> Saved data entries
────────────────────

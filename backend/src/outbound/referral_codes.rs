//! Random referral code suffixes backed by `rand`.

use rand::Rng;

use crate::domain::REFERRAL_NUMBER_MAX;
use crate::domain::ports::ReferralCodeSource;

/// Draws suffixes uniformly from `0..=999` using the thread-local RNG.
#[derive(Debug, Default, Clone, Copy)]
pub struct RandomReferralCodes;

impl ReferralCodeSource for RandomReferralCodes {
    fn next_number(&self) -> u16 {
        rand::thread_rng().gen_range(0..=REFERRAL_NUMBER_MAX)
    }
}
//! Readiness and liveness probes.
//!
//! The server moves through three phases: starting (not ready), serving and
//! draining. Once draining begins after an interrupt, both probes answer 503.
use std::sync::atomic::{AtomicU8, Ordering};

use actix_web::{HttpResponse, get, http::header, web};
use serde::Serialize;
use tracing::debug;
use utoipa::ToSchema;

const STARTING: u8 = 0;
const SERVING: u8 = 1;
const DRAINING: u8 = 2;

/// Lifecycle phase shared between the server bootstrap and the probes.
#[derive(Debug)]
pub struct HealthState {
    phase: AtomicU8,
}

impl Default for HealthState {
    fn default() -> Self {
        Self {
            phase: AtomicU8::new(STARTING),
        }
    }
}

impl HealthState {
    /// Start in the not-ready phase.
    #[must_use]
    pub fn new() -> Self {
        Self::default()
    }

    /// Listener is bound; accept traffic. Ignored once draining.
    pub fn mark_ready(&self) {
        if self
            .phase
            .compare_exchange(STARTING, SERVING, Ordering::AcqRel, Ordering::Acquire)
            .is_err()
        {
            debug!("readiness ignored outside the starting phase");
        }
    }

    /// Stop advertising the service. Irreversible.
    pub fn begin_draining(&self) {
        self.phase.store(DRAINING, Ordering::Release);
    }

    /// True while serving traffic.
    #[must_use]
    pub fn is_ready(&self) -> bool {
        self.phase.load(Ordering::Acquire) == SERVING
    }

    /// True until draining begins.
    #[must_use]
    pub fn is_alive(&self) -> bool {
        self.phase.load(Ordering::Acquire) != DRAINING
    }
}

/// Probe outcome body.
#[derive(Debug, Serialize, ToSchema)]
pub struct ProbeBody {
    /// `ok` or `unavailable`.
    #[schema(example = "ok")]
    pub status: String,
}

fn probe_response(ok: bool) -> HttpResponse {
    let (mut builder, status) = if ok {
        (HttpResponse::Ok(), "ok")
    } else {
        (HttpResponse::ServiceUnavailable(), "unavailable")
    };
    builder
        .insert_header((header::CACHE_CONTROL, "no-store"))
        .json(ProbeBody {
            status: status.to_owned(),
        })
}

/// 200 while serving, 503 while starting or draining.
#[utoipa::path(
    get,
    path = "/health/ready",
    tags = ["health"],
    responses(
        (status = 200, description = "Accepting registrations", body = ProbeBody),
        (status = 503, description = "Starting or draining", body = ProbeBody)
    )
)]
#[get("/health/ready")]
pub async fn ready(state: web::Data<HealthState>) -> HttpResponse {
    probe_response(state.is_ready())
}

/// 200 until draining begins.
#[utoipa::path(
    get,
    path = "/health/live",
    tags = ["health"],
    responses(
        (status = 200, description = "Process is up", body = ProbeBody),
        (status = 503, description = "Draining after an interrupt", body = ProbeBody)
    )
)]
#[get("/health/live")]
pub async fn live(state: web::Data<HealthState>) -> HttpResponse {
    probe_response(state.is_alive())
}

────────────────────

From the opening line of the data above, please print each line as written up to and including the line that contains "const STARTING: u8 = 0;", and nothing more.

> Task result
filename backend/src/outbound/referral_codes.rs
//! Random referral code suffixes backed by `rand`.

use rand::Rng;

use crate::domain::REFERRAL_NUMBER_MAX;
use crate::domain::ports::ReferralCodeSource;

/// Draws suffixes uniformly from `0..=999` using the thread-local RNG.
#[derive(Debug, Default, Clone, Copy)]
pub struct RandomReferralCodes;

impl ReferralCodeSource for RandomReferralCodes {
    fn next_number(&self) -> u16 {
        rand::thread_rng().gen_range(0..=REFERRAL_NUMBER_MAX)
    }
}
//! Readiness and liveness probes.
//!
//! The server moves through three phases: starting (not ready), serving and
//! draining. Once draining begins after an interrupt, both probes answer 503.
use std::sync::atomic::{AtomicU8, Ordering};

use actix_web::{HttpResponse, get, http::header, web};
use serde::Serialize;
use tracing::debug;
use utoipa::ToSchema;

const STARTING: u8 = 0;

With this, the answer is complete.